The irony, he pointed out, is that the proposed county budget would include hundreds of millions of dollars in additional spending to reopen jails, add sheriff’s deputies and prosecutors and boost services to unincorporated areas despite a $437 million shortfall in the health department that looms in just 15 months.


The health department itself would be spending more dollars to hire 153 employees “to meet operational needs” a year before the boom is lowered in the form of a cutoff in federal funds.


“We must continue to provide the services to the public as needed,” Janssen told reporters.


Janssen said the budget sets aside $40 million in general fund dollars to help the health department cope with anticipated future cuts. But he acknowledged that would be far from enough.


Janssen said the health department and county supervisors had previously moved to close hospitals and reduce other services to prepare for the federal funding cutoff, only to have those cuts reversed by court orders. That included a federal court order voiding the supervisors’ earlier decision to close the Rancho Los Amigos National Rehabilitation Center in Downey.


The Department of Mental Health Services has a $25 million operational shortfall that will lead to cuts in next year’s budget. Although Mental Health will get about $250 through proposition 63, which voters approved in November, those funds can’t be used to replace current county money so the cuts will still have to be made, Janssen explained.


Janssen’s staff also didn’t factor an estimated $240 million in proposed federal Medicaid funding cuts and another $160 million in various state program funding cuts that could hit the county later this year. Those could wipe out nearly all the extra funds being planned to boost services.

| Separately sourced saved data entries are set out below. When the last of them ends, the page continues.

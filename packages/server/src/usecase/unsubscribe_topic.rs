//! UseCase: トピックの購読解除
//!
//! WebSocket 切断時に購読者を MessagePusher から外します。何度呼んでも安全です。

use std::sync::Arc;

use crate::domain::{MessagePusher, SocketId, Topic};

/// 購読解除のユースケース
pub struct UnsubscribeTopicUseCase {
    message_pusher: Arc<dyn MessagePusher>,
}

impl UnsubscribeTopicUseCase {
    pub fn new(message_pusher: Arc<dyn MessagePusher>) -> Self {
        Self { message_pusher }
    }

    /// 購読を解除し、トピックに残っている購読者数を返す
    pub async fn execute(&self, topic: &Topic, socket_id: &SocketId) -> usize {
        self.message_pusher
            .unregister_subscriber(topic, socket_id)
            .await;
        self.message_pusher.subscribers(topic).await.len()
    }
}
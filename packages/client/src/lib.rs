//! Coderoom client library.
//!
//! Keeps a local code buffer in sync with the other sessions of a room:
//! local edits go out through a per-kind debounced [`broadcaster`], remote
//! edits arrive on the [`channel`] and are applied by the [`reconcile`]
//! engine, which keeps the local cursor and scroll in place.

pub mod api;
pub mod broadcaster;
pub mod channel;
pub mod command;
pub mod config;
pub mod debounce;
pub mod domain;
pub mod editor;
pub mod error;
pub mod executor;
pub mod formatter;
pub mod notification;
pub mod reconcile;
pub mod room_session;
pub mod runner;
pub mod session;
pub mod ui;

pub use error::{AuthError, ClientError};
pub use runner::run_client;
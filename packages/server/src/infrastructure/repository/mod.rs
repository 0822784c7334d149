//! Repository の実装

pub mod inmemory;

pub use inmemory::{InMemoryFileRepository, InMemoryRoomRepository, InMemoryUserRepository};
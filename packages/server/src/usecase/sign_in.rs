//! UseCase: サインイン

use std::sync::Arc;

use crate::domain::{Email, IssuedToken, PasswordHasher, TokenService, User, UserRepository};

use super::error::SignInError;

pub struct SignInUseCase {
    user_repository: Arc<dyn UserRepository>,
    password_hasher: Arc<dyn PasswordHasher>,
    token_service: Arc<dyn TokenService>,
}

impl SignInUseCase {
    pub fn new(
        user_repository: Arc<dyn UserRepository>,
        password_hasher: Arc<dyn PasswordHasher>,
        token_service: Arc<dyn TokenService>,
    ) -> Self {
        Self {
            user_repository,
            password_hasher,
            token_service,
        }
    }

    /// メールアドレスとパスワードを検証し、トークンを発行する
    pub async fn execute(
        &self,
        email: String,
        password: String,
    ) -> Result<(User, IssuedToken), SignInError> {
        let email = Email::new(email)?;

        let user = self
            .user_repository
            .find_by_email(&email)
            .await
            .map_err(|_| SignInError::NotFound(email.as_str().to_string()))?;

        if !self.password_hasher.verify(&password, &user.password_hash) {
            tracing::warn!("Invalid password for '{}'", email.as_str());
            return Err(SignInError::InvalidCredentials);
        }

        let token = self
            .token_service
            .issue(&user)
            .map_err(|e| SignInError::Internal(e.to_string()))?;

        tracing::info!("User '{}' signed in", user.id);
        Ok((user, token))
    }
}
//! Mapping of use case errors to HTTP responses.

use axum::{
    Json,
    http::StatusCode,
    response::{IntoResponse, Response},
};

use crate::{
    domain::ValueObjectError,
    infrastructure::dto::{conversion::PayloadError, http::ErrorResponse},
    usecase::{
        AuthenticateError, CreateRoomError, GetRoomDetailError, PublishMutationError,
        SaveFileError, SignInError, SignUpError,
    },
};

/// Error response with a JSON `{message}` body
#[derive(Debug)]
pub struct ApiError {
    status: StatusCode,
    message: String,
}

impl ApiError {
    pub fn new(status: StatusCode, message: impl Into<String>) -> Self {
        Self {
            status,
            message: message.into(),
        }
    }

    pub fn unauthorized(message: impl Into<String>) -> Self {
        Self::new(StatusCode::UNAUTHORIZED, message)
    }

    pub fn not_found(message: impl Into<String>) -> Self {
        Self::new(StatusCode::NOT_FOUND, message)
    }

    pub fn internal(message: impl Into<String>) -> Self {
        Self::new(StatusCode::INTERNAL_SERVER_ERROR, message)
    }
}

impl IntoResponse for ApiError {
    fn into_response(self) -> Response {
        if self.status.is_server_error() {
            tracing::error!("{}: {}", self.status, self.message);
        }
        (
            self.status,
            Json(ErrorResponse {
                message: self.message,
            }),
        )
            .into_response()
    }
}

impl From<ValueObjectError> for ApiError {
    fn from(e: ValueObjectError) -> Self {
        Self::new(StatusCode::BAD_REQUEST, e.to_string())
    }
}

impl From<PayloadError> for ApiError {
    fn from(e: PayloadError) -> Self {
        Self::new(StatusCode::BAD_REQUEST, e.to_string())
    }
}

impl From<AuthenticateError> for ApiError {
    fn from(e: AuthenticateError) -> Self {
        Self::unauthorized(e.to_string())
    }
}

impl From<SignUpError> for ApiError {
    fn from(e: SignUpError) -> Self {
        let status = match &e {
            SignUpError::AlreadyExists(_) => StatusCode::CONFLICT,
            SignUpError::InvalidInput(_) | SignUpError::InvalidPassword(_) => {
                StatusCode::BAD_REQUEST
            }
            SignUpError::Internal(_) => StatusCode::INTERNAL_SERVER_ERROR,
        };
        Self::new(status, e.to_string())
    }
}

impl From<SignInError> for ApiError {
    fn from(e: SignInError) -> Self {
        let status = match &e {
            SignInError::NotFound(_) => StatusCode::NOT_FOUND,
            SignInError::InvalidCredentials => StatusCode::UNAUTHORIZED,
            SignInError::InvalidInput(_) => StatusCode::BAD_REQUEST,
            SignInError::Internal(_) => StatusCode::INTERNAL_SERVER_ERROR,
        };
        Self::new(status, e.to_string())
    }
}

impl From<GetRoomDetailError> for ApiError {
    fn from(e: GetRoomDetailError) -> Self {
        match e {
            GetRoomDetailError::RoomNotFound(_) => Self::not_found(e.to_string()),
        }
    }
}

impl From<CreateRoomError> for ApiError {
    fn from(e: CreateRoomError) -> Self {
        let status = match &e {
            CreateRoomError::EmptyName | CreateRoomError::InvalidInput(_) => {
                StatusCode::BAD_REQUEST
            }
            CreateRoomError::Repository(_) => StatusCode::INTERNAL_SERVER_ERROR,
        };
        Self::new(status, e.to_string())
    }
}

impl From<PublishMutationError> for ApiError {
    fn from(e: PublishMutationError) -> Self {
        match e {
            PublishMutationError::RoomNotFound(_) => Self::not_found(e.to_string()),
            PublishMutationError::BroadcastFailed(_) => Self::internal(e.to_string()),
        }
    }
}

impl From<SaveFileError> for ApiError {
    fn from(e: SaveFileError) -> Self {
        let status = match &e {
            SaveFileError::EmptyName | SaveFileError::InvalidInput(_) => StatusCode::BAD_REQUEST,
            SaveFileError::RoomNotFound(_) => StatusCode::NOT_FOUND,
            SaveFileError::Repository(_) => StatusCode::INTERNAL_SERVER_ERROR,
        };
        Self::new(status, e.to_string())
    }
}
//! InMemory Room Repository 実装
//!
//! ドメイン層が定義する RoomRepository trait の具体的な実装。
//! HashMap をインメモリ DB として使用します。
//! 作成順を保つため、ID の並びを別に持ちます。

use std::{collections::HashMap, sync::Arc};

use async_trait::async_trait;
use tokio::sync::Mutex;

use crate::domain::{Mutation, RepositoryError, Room, RoomId, RoomRepository, Timestamp};

#[derive(Default)]
struct RoomStore {
    rooms: HashMap<RoomId, Room>,
    order: Vec<RoomId>,
}

/// インメモリ Room Repository 実装
#[derive(Default)]
pub struct InMemoryRoomRepository {
    store: Arc<Mutex<RoomStore>>,
}

impl InMemoryRoomRepository {
    pub fn new() -> Self {
        Self::default()
    }
}

#[async_trait]
impl RoomRepository for InMemoryRoomRepository {
    async fn create(&self, room: Room) -> Result<(), RepositoryError> {
        let mut store = self.store.lock().await;
        if store.rooms.contains_key(&room.id) {
            return Err(RepositoryError::DuplicateRoom(room.id.to_string()));
        }
        store.order.push(room.id.clone());
        store.rooms.insert(room.id.clone(), room);
        Ok(())
    }

    async fn find(&self, room_id: &RoomId) -> Result<Room, RepositoryError> {
        let store = self.store.lock().await;
        store
            .rooms
            .get(room_id)
            .cloned()
            .ok_or_else(|| RepositoryError::RoomNotFound(room_id.to_string()))
    }

    async fn list(&self) -> Vec<Room> {
        let store = self.store.lock().await;
        store
            .order
            .iter()
            .filter_map(|id| store.rooms.get(id).cloned())
            .collect()
    }

    async fn apply_mutation(
        &self,
        room_id: &RoomId,
        mutation: &Mutation,
        at: Timestamp,
    ) -> Result<Room, RepositoryError> {
        let mut store = self.store.lock().await;
        let room = store
            .rooms
            .get_mut(room_id)
            .ok_or_else(|| RepositoryError::RoomNotFound(room_id.to_string()))?;
        room.apply(mutation, at);
        Ok(room.clone())
    }
}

“If those cuts do happen, we’ll have to cut services this year,” Janssen said. “But we don’t know the exact amounts, so it’s our policy not to include those cuts until we have specific figures,” Janssen said.



Waiting Game


After weeks of gathering hundreds of thousands of signatures, proponents of all the initiatives vying for qualification on a statewide special election ballot are wondering whether there will be a special election after all.


Driving the uncertainty is a provision in the state constitution that makes a decision to pursue a statewide initiative irrevocable once signatures are submitted to county registrars. The generally agreed upon last day to submit signatures to qualify initiatives for a presumed Nov. 8 special election is May 6.


Before that date, initiative backers can choose not to submit signatures if they can strike a deal with Gov. Arnold Schwarzenegger and the Legislature.


For example, proponents of an initiative to cut the prices of prescription drugs and industry backers of a counter-initiative to bar unions from using dues for political purposes are now in discussions to try to reach a compromise.


The initiative to bar union dues could also figure in another fight between business and labor over a labor and education initiative to allow commercial properties to be taxed at market value instead of reduced rates under Proposition 13 a hit on business estimated at nearly $3 billion.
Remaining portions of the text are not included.